§ TRY IT
Reproduce each line from the first in the data through the line that contains "before the transaction" exactly; give nothing else.

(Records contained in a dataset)
######

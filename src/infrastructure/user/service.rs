//! Identity service: signup, signin and self-service credential recovery
//!
//! Every mutating operation runs as one unit of work on a [`WriteTx`]: the
//! user row, the token change and the outgoing mail either all take effect or
//! none do. Passwords are hashed on the blocking pool before the transaction
//! is opened so the writer lock is never held across an Argon2id run.

use std::sync::Arc;

use chrono::Utc;
use tracing::{debug, info, instrument};

use super::password::PasswordHasher;
use crate::domain::user::{normalize_email, validate_name, validate_password};
use crate::domain::{
    HashError, HashedPassword, IdentityError, Mail, Mailer, PublicUser, SiteDomain, StoreError,
    TokenType, User, UserId,
};
use crate::infrastructure::cache::{IdentityCache, IdentityKey};
use crate::infrastructure::storage::{Queries, Store};
use crate::infrastructure::token::TokenLedger;

/// Orchestrates the hasher, the store, the token ledger, the cache and the mailer
pub struct IdentityService<H: PasswordHasher + 'static> {
    store: Store,
    hasher: Arc<H>,
    mailer: Arc<dyn Mailer>,
    cache: IdentityCache,
    ledger: TokenLedger,
    domain: SiteDomain,
}

impl<H: PasswordHasher + 'static> std::fmt::Debug for IdentityService<H> {
    fn fmt(&self, f: &mut std::fmt::Formatter<'_>) -> std::fmt::Result {
        f.debug_struct("IdentityService")
            .field("hasher", &self.hasher)
            .field("ledger", &self.ledger)
            .field("domain", &self.domain)
            .finish_non_exhaustive()
    }
}

impl<H: PasswordHasher + 'static> IdentityService<H> {
    pub fn new(
        store: Store,
        hasher: Arc<H>,
        mailer: Arc<dyn Mailer>,
        cache: IdentityCache,
        ledger: TokenLedger,
        domain: SiteDomain,
    ) -> Self {
        Self {
            store,
            hasher,
            mailer,
            cache,
            ledger,
            domain,
        }
    }

    pub fn cache(&self) -> &IdentityCache {
        &self.cache
    }

    /// Register an unverified user and mail the confirmation link
    #[instrument(skip_all, fields(email = %email))]
    pub async fn signup(&self, email: &str, name: &str, password: &str) -> Result<(), IdentityError> {
        let email = normalize_email(email)?;
        let name = validate_name(name)?;
        validate_password(password)?;

        let hashed = self.hash_password(password).await?;
        let user = User::new(UserId::generate(), email, name, hashed);
        let now = now_millis();

        let mut tx = self.store.write().await?;
        let outcome = self.register(&mut tx.queries(), &user, now).await;
        tx.finish(outcome).await?;

        self.cache.remember(&user).await;

        info!(user_id = %user.id(), "User signed up");

        Ok(())
    }

    async fn register(
        &self,
        queries: &mut Queries<'_>,
        user: &User,
        now: i64,
    ) -> Result<(), IdentityError> {
        if queries.get_user_by_email(user.email()).await?.is_some() {
            return Err(IdentityError::EmailInUse);
        }

        queries.create_user(user).await.map_err(|e| match e {
            StoreError::Conflict { .. } => IdentityError::EmailInUse,
            other => other.into(),
        })?;

        let token = self
            .ledger
            .issue(queries, user.email(), TokenType::Signup, now)
            .await?;

        let mail = Mail::signup(&self.domain, user.email(), user.name(), token.value());
        self.mailer.send(&mail).await?;

        Ok(())
    }

    /// Authenticate a verified user
    ///
    /// An unknown email and a wrong password are indistinguishable to the caller.
    #[instrument(skip_all, fields(email = %email))]
    pub async fn signin(&self, email: &str, password: &str) -> Result<PublicUser, IdentityError> {
        let email = normalize_email(email).map_err(|_| IdentityError::InvalidCredentials)?;

        let user = {
            let mut conn = self.store.read().await?;
            conn.queries().get_user_by_email(&email).await?
        }
        .ok_or(IdentityError::InvalidCredentials)?;

        if !user.is_verified() {
            return Err(IdentityError::UserNotVerified);
        }

        match self.compare_password(&user, password).await {
            Ok(()) => {}
            Err(IdentityError::Hash(HashError::PasswordNotMatch | HashError::InvalidPassword)) => {
                debug!("Password mismatch");
                return Err(IdentityError::InvalidCredentials);
            }
            Err(e) => return Err(e),
        }

        info!(user_id = %user.id(), "User signed in");

        Ok(self.cache_read(&user).await)
    }

    /// Supersede the signup token of an unverified user and mail it again
    #[instrument(skip_all, fields(email = %email))]
    pub async fn resend_signup_token(&self, email: &str) -> Result<(), IdentityError> {
        let email = normalize_email(email)?;
        let now = now_millis();

        let mut tx = self.store.write().await?;
        let outcome = self.reissue_signup(&mut tx.queries(), &email, now).await;
        tx.finish(outcome).await?;

        debug!("Signup token resent");

        Ok(())
    }

    async fn reissue_signup(
        &self,
        queries: &mut Queries<'_>,
        email: &str,
        now: i64,
    ) -> Result<(), IdentityError> {
        let user = queries
            .get_user_by_email(email)
            .await?
            .ok_or(IdentityError::UserNotVerified)?;

        if user.is_verified() {
            return Err(IdentityError::UserAlreadyVerified);
        }

        let token = self
            .ledger
            .issue(queries, email, TokenType::Signup, now)
            .await?;

        let mail = Mail::signup(&self.domain, email, user.name(), token.value());
        self.mailer.send(&mail).await?;

        Ok(())
    }

    /// Consume a signup token and mark its owner verified
    #[instrument(skip_all)]
    pub async fn validate_signup_token(&self, token: &str) -> Result<PublicUser, IdentityError> {
        if token.is_empty() {
            return Err(IdentityError::InvalidToken);
        }

        let now = now_millis();

        let mut tx = self.store.write().await?;
        let outcome = self.verify(&mut tx.queries(), token, now).await;
        let user = tx.finish(outcome).await?;

        let public = user.to_public();
        self.cache.store(public.clone()).await;

        info!(user_id = %user.id(), "User verified");

        Ok(public)
    }

    async fn verify(
        &self,
        queries: &mut Queries<'_>,
        value: &str,
        now: i64,
    ) -> Result<User, IdentityError> {
        let token = self
            .ledger
            .consume(queries, value, TokenType::Signup, now)
            .await?
            .ok_or(IdentityError::InvalidToken)?;

        queries
            .set_user_verified(token.email(), now)
            .await?
            .ok_or(IdentityError::InvalidToken)
    }

    /// Mail a password reset link to a verified user
    #[instrument(skip_all, fields(email = %email))]
    pub async fn reset_password(&self, email: &str) -> Result<(), IdentityError> {
        let email = normalize_email(email)?;
        let now = now_millis();

        let mut tx = self.store.write().await?;
        let outcome = self.issue_reset(&mut tx.queries(), &email, now).await;
        tx.finish(outcome).await?;

        debug!("Password reset requested");

        Ok(())
    }

    async fn issue_reset(
        &self,
        queries: &mut Queries<'_>,
        email: &str,
        now: i64,
    ) -> Result<(), IdentityError> {
        let user = queries
            .get_user_by_email(email)
            .await?
            .ok_or(IdentityError::EmailNotFound)?;

        if !user.is_verified() {
            return Err(IdentityError::UserNotVerified);
        }

        let token = self
            .ledger
            .issue(queries, email, TokenType::PasswordReset, now)
            .await?;

        let mail = Mail::password_reset(&self.domain, email, user.name(), token.value());
        self.mailer.send(&mail).await?;

        Ok(())
    }

    /// Check that a reset token is live and its owner exists, without consuming it
    #[instrument(skip_all)]
    pub async fn reset_password_token(&self, token: &str) -> Result<(), IdentityError> {
        if token.is_empty() {
            return Err(IdentityError::InvalidToken);
        }

        let now = now_millis();
        let mut conn = self.store.read().await?;
        let mut queries = conn.queries();

        let token = self
            .ledger
            .peek(&mut queries, token, TokenType::PasswordReset, now)
            .await?
            .ok_or(IdentityError::InvalidToken)?;

        queries
            .get_user_by_email(token.email())
            .await?
            .ok_or(IdentityError::EmailNotFound)?;

        Ok(())
    }

    /// Consume a reset token and replace its owner's password
    #[instrument(skip_all)]
    pub async fn change_password_with_token(
        &self,
        token: &str,
        password: &str,
    ) -> Result<PublicUser, IdentityError> {
        validate_password(password)?;

        // Skip the hash for tokens that cannot succeed; the consume below is authoritative
        self.reset_password_token(token).await?;

        let hashed = self.hash_password(password).await?;
        let now = now_millis();

        let mut tx = self.store.write().await?;
        let outcome = self
            .replace_password_with_token(&mut tx.queries(), token, &hashed, now)
            .await;
        let user = tx.finish(outcome).await?;

        let public = user.to_public();
        self.cache.store(public.clone()).await;

        info!(user_id = %user.id(), "Password changed with reset token");

        Ok(public)
    }

    async fn replace_password_with_token(
        &self,
        queries: &mut Queries<'_>,
        value: &str,
        hashed: &HashedPassword,
        now: i64,
    ) -> Result<User, IdentityError> {
        let token = self
            .ledger
            .consume(queries, value, TokenType::PasswordReset, now)
            .await?
            .ok_or(IdentityError::InvalidToken)?;

        queries
            .update_user_password(token.email(), hashed)
            .await?
            .ok_or(IdentityError::EmailNotFound)
    }

    /// Replace the password of an already authenticated user
    ///
    /// Outstanding reset tokens for the user are revoked in the same unit of work.
    #[instrument(skip_all, fields(email = %email))]
    pub async fn change_password(&self, email: &str, password: &str) -> Result<(), IdentityError> {
        let email = normalize_email(email)?;
        validate_password(password)?;

        let hashed = self.hash_password(password).await?;

        let mut tx = self.store.write().await?;
        let outcome = Self::replace_password(&mut tx.queries(), &email, &hashed).await;
        let user = tx.finish(outcome).await?;

        self.cache.store(user.to_public()).await;

        info!(user_id = %user.id(), "Password changed");

        Ok(())
    }

    async fn replace_password(
        queries: &mut Queries<'_>,
        email: &str,
        hashed: &HashedPassword,
    ) -> Result<User, IdentityError> {
        let user = queries
            .update_user_password(email, hashed)
            .await?
            .ok_or(IdentityError::EmailNotFound)?;

        queries
            .delete_tokens_by_email_and_type(email, TokenType::PasswordReset)
            .await?;

        Ok(user)
    }

    /// Resolve a user by id, preferring the cache
    pub async fn get_user(&self, id: &str) -> Result<PublicUser, IdentityError> {
        if let Some(user) = self.cache.load(&IdentityKey::Id(id.to_string())).await {
            return Ok(user);
        }

        let user = {
            let mut conn = self.store.read().await?;
            conn.queries()
                .get_user_by_id(&UserId::from_stored(id))
                .await?
        }
        .ok_or(IdentityError::UserNotFound)?;

        Ok(self.cache_read(&user).await)
    }

    /// Resolve a user by email, preferring the cache
    pub async fn get_user_by_email(&self, email: &str) -> Result<PublicUser, IdentityError> {
        let email = normalize_email(email)?;

        if let Some(user) = self.cache.load(&IdentityKey::email(email.as_str())).await {
            return Ok(user);
        }

        let user = {
            let mut conn = self.store.read().await?;
            conn.queries().get_user_by_email(&email).await?
        }
        .ok_or(IdentityError::UserNotFound)?;

        Ok(self.cache_read(&user).await)
    }

    /// Record an identity resolved elsewhere, e.g. restored from a session
    pub async fn remember(&self, user: PublicUser) {
        self.cache.store(user).await;
    }

    /// Delete every token row that is no longer live
    #[instrument(skip_all)]
    pub async fn purge_expired_tokens(&self) -> Result<u64, IdentityError> {
        let now = now_millis();

        let mut tx = self.store.write().await?;
        let outcome = self
            .ledger
            .purge_expired(&mut tx.queries(), now)
            .await
            .map_err(IdentityError::from);
        let purged = tx.finish(outcome).await?;

        info!(purged, "Purged expired tokens");

        Ok(purged)
    }

    async fn cache_read(&self, user: &User) -> PublicUser {
        let public = self
            .cache
            .store_if_absent(IdentityKey::id(user.id()), user.to_public())
            .await;
        self.cache
            .store_if_absent(IdentityKey::email(user.email()), public.clone())
            .await;
        public
    }

    async fn hash_password(&self, password: &str) -> Result<HashedPassword, IdentityError> {
        let hasher = Arc::clone(&self.hasher);
        let password = password.as_bytes().to_vec();

        let hashed = tokio::task::spawn_blocking(move || hasher.generate_hash(&password, None))
            .await
            .map_err(|e| IdentityError::internal(format!("password hashing task failed: {}", e)))??;

        Ok(hashed)
    }

    async fn compare_password(&self, user: &User, password: &str) -> Result<(), IdentityError> {
        let hasher = Arc::clone(&self.hasher);
        let stored = user.password().clone();
        let password = password.as_bytes().to_vec();

        tokio::task::spawn_blocking(move || {
            hasher.compare(stored.hash(), stored.salt(), &password)
        })
        .await
        .map_err(|e| IdentityError::internal(format!("password comparison task failed: {}", e)))??;

        Ok(())
    }
}

fn now_millis() -> i64 {
    Utc::now().timestamp_millis()
}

######

§ RESULT BELOW
filename src/infrastructure/user/service.rs
//! Identity service: signup, signin and self-service credential recovery
//!
//! Every mutating operation runs as one unit of work on a [`WriteTx`]: the
//! user row, the token change and the outgoing mail either all take effect or
//! none do. Passwords are hashed on the blocking pool before the transaction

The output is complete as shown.